STM Investigations of Self-assembled Janus Nanoparticles

M. Yu, J. Reguera, I.C. Pons-Sieperman, Q. Ong, S. Schrettl, S.C. Glotzer, F. Stellacci
Harbin Institute of Technology, CN

Keywords: Janus nanoparticle, self-assembly, scanning tunneling microscopy, phase separation, mixed ligands


Janus particles, named by De Gennes after the double-faced Roman God, are defined as particles with two distinct sides. The asymmetry of Janus particles makes them unique in physical and chemical properties and great potential in a wide range of applications ranging from water-based paints, to heterogeneous nanocatalysis, electronic displays, nanomotors, drug or gene delivery, and so on. Various strategies have been used to produce Janus particles but with complex procedures and low yields. And small (<10 nm) nanoparticles (NPs) are scarcely reported. In the present work, monodisperse small Janus NPs synthesized by direct one-step based on the self-assembly of mixed ligands have been investigated systematically using scanning tunneling microscopy under both ultrahigh vacuum and ambient conditions.
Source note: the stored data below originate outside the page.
use std::collections::BTreeSet;
use std::io::Read;

use chrono::{Datelike, NaiveDate, Weekday};
use schemars::JsonSchema;
use serde::{Deserialize, Serialize};

#[derive(Debug, thiserror::Error)]
pub enum CalendarError {
    #[error("holiday calendar is empty after filtering optional holidays")]
    EmptyCalendar,
    #[error("invalid holiday calendar: {0}")]
    Parse(#[from] serde_json::Error),
}

/// One holiday entry as downloaded from the public-holiday API.
///
/// Only `date`, `global` and `types` matter here; other fields in the source
/// JSON (local name, counties, launch year) are ignored.
#[derive(Debug, Clone, Serialize, Deserialize, JsonSchema)]
pub struct HolidayRecord {
    #[schemars(with = "String")]
    pub date: NaiveDate,
    #[serde(default)]
    pub name: Option<String>,
    #[serde(default)]
    pub global: bool,
    #[serde(default)]
    pub types: Vec<String>,
}

impl HolidayRecord {
    /// A holiday counts as a market closure unless the source marks it as an
    /// optional observance that only some regions take.
    pub fn is_observed(&self) -> bool {
        self.global || !self.types.iter().any(|t| t == "Optional")
    }
}

/// Weekend + holiday calendar. Immutable once built.
#[derive(Debug, Clone)]
pub struct TradingCalendar {
    holidays: BTreeSet<NaiveDate>,
}

impl TradingCalendar {
    pub fn new(holidays: impl IntoIterator<Item = NaiveDate>) -> Self {
        TradingCalendar {
            holidays: holidays.into_iter().collect(),
        }
    }

    /// Parse a holiday JSON array and keep only observed market closures.
    ///
    /// An empty result means a misconfigured environment, not a data gap, so
    /// it fails the run instead of silently treating every weekday as open.
    pub fn from_json<R: Read>(reader: R) -> Result<Self, CalendarError> {
        let records: Vec<HolidayRecord> = serde_json::from_reader(reader)?;
        let total = records.len();
        let calendar = TradingCalendar::new(
            records
                .iter()
                .filter(|holiday| holiday.is_observed())
                .map(|holiday| holiday.date),
        );
        if calendar.holidays.is_empty() {
            return Err(CalendarError::EmptyCalendar);
        }
        log::info!(
            "Loaded {} market holidays ({} entries in source)",
            calendar.holidays.len(),
            total
        );
        Ok(calendar)
    }

    pub fn is_business_day(&self, date: NaiveDate) -> bool {
        if matches!(date.weekday(), Weekday::Sat | Weekday::Sun) {
            return false;
        }
        !self.holidays.contains(&date)
    }

    /// Smallest business day on or after `date`, by linear forward scan.
    /// Terminates because weekdays recur every seven days and the holiday set
    /// is finite.
    pub fn next_business_day(&self, date: NaiveDate) -> NaiveDate {
        let mut day = date;
        while !self.is_business_day(day) {
            day = day.succ_opt().expect("date out of range");
        }
        day
    }

    pub fn holiday_count(&self) -> usize {
        self.holidays.len()
    }
}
By tuning the length difference and composition ratio of binary mixtures of suitable ligand molecules of different lengths, the surface morphology of the resultant NP is varied in a controlled manner. Molecular dynamics simulations were employed to get better understanding of the phase-separation on the Janus NPs. Consistent with STM results, it is revealed that the enthalpic gains due to crystallization of the long ligands overcome the configurational and conformational entropy gains, which lead to the formation of Janus morphology.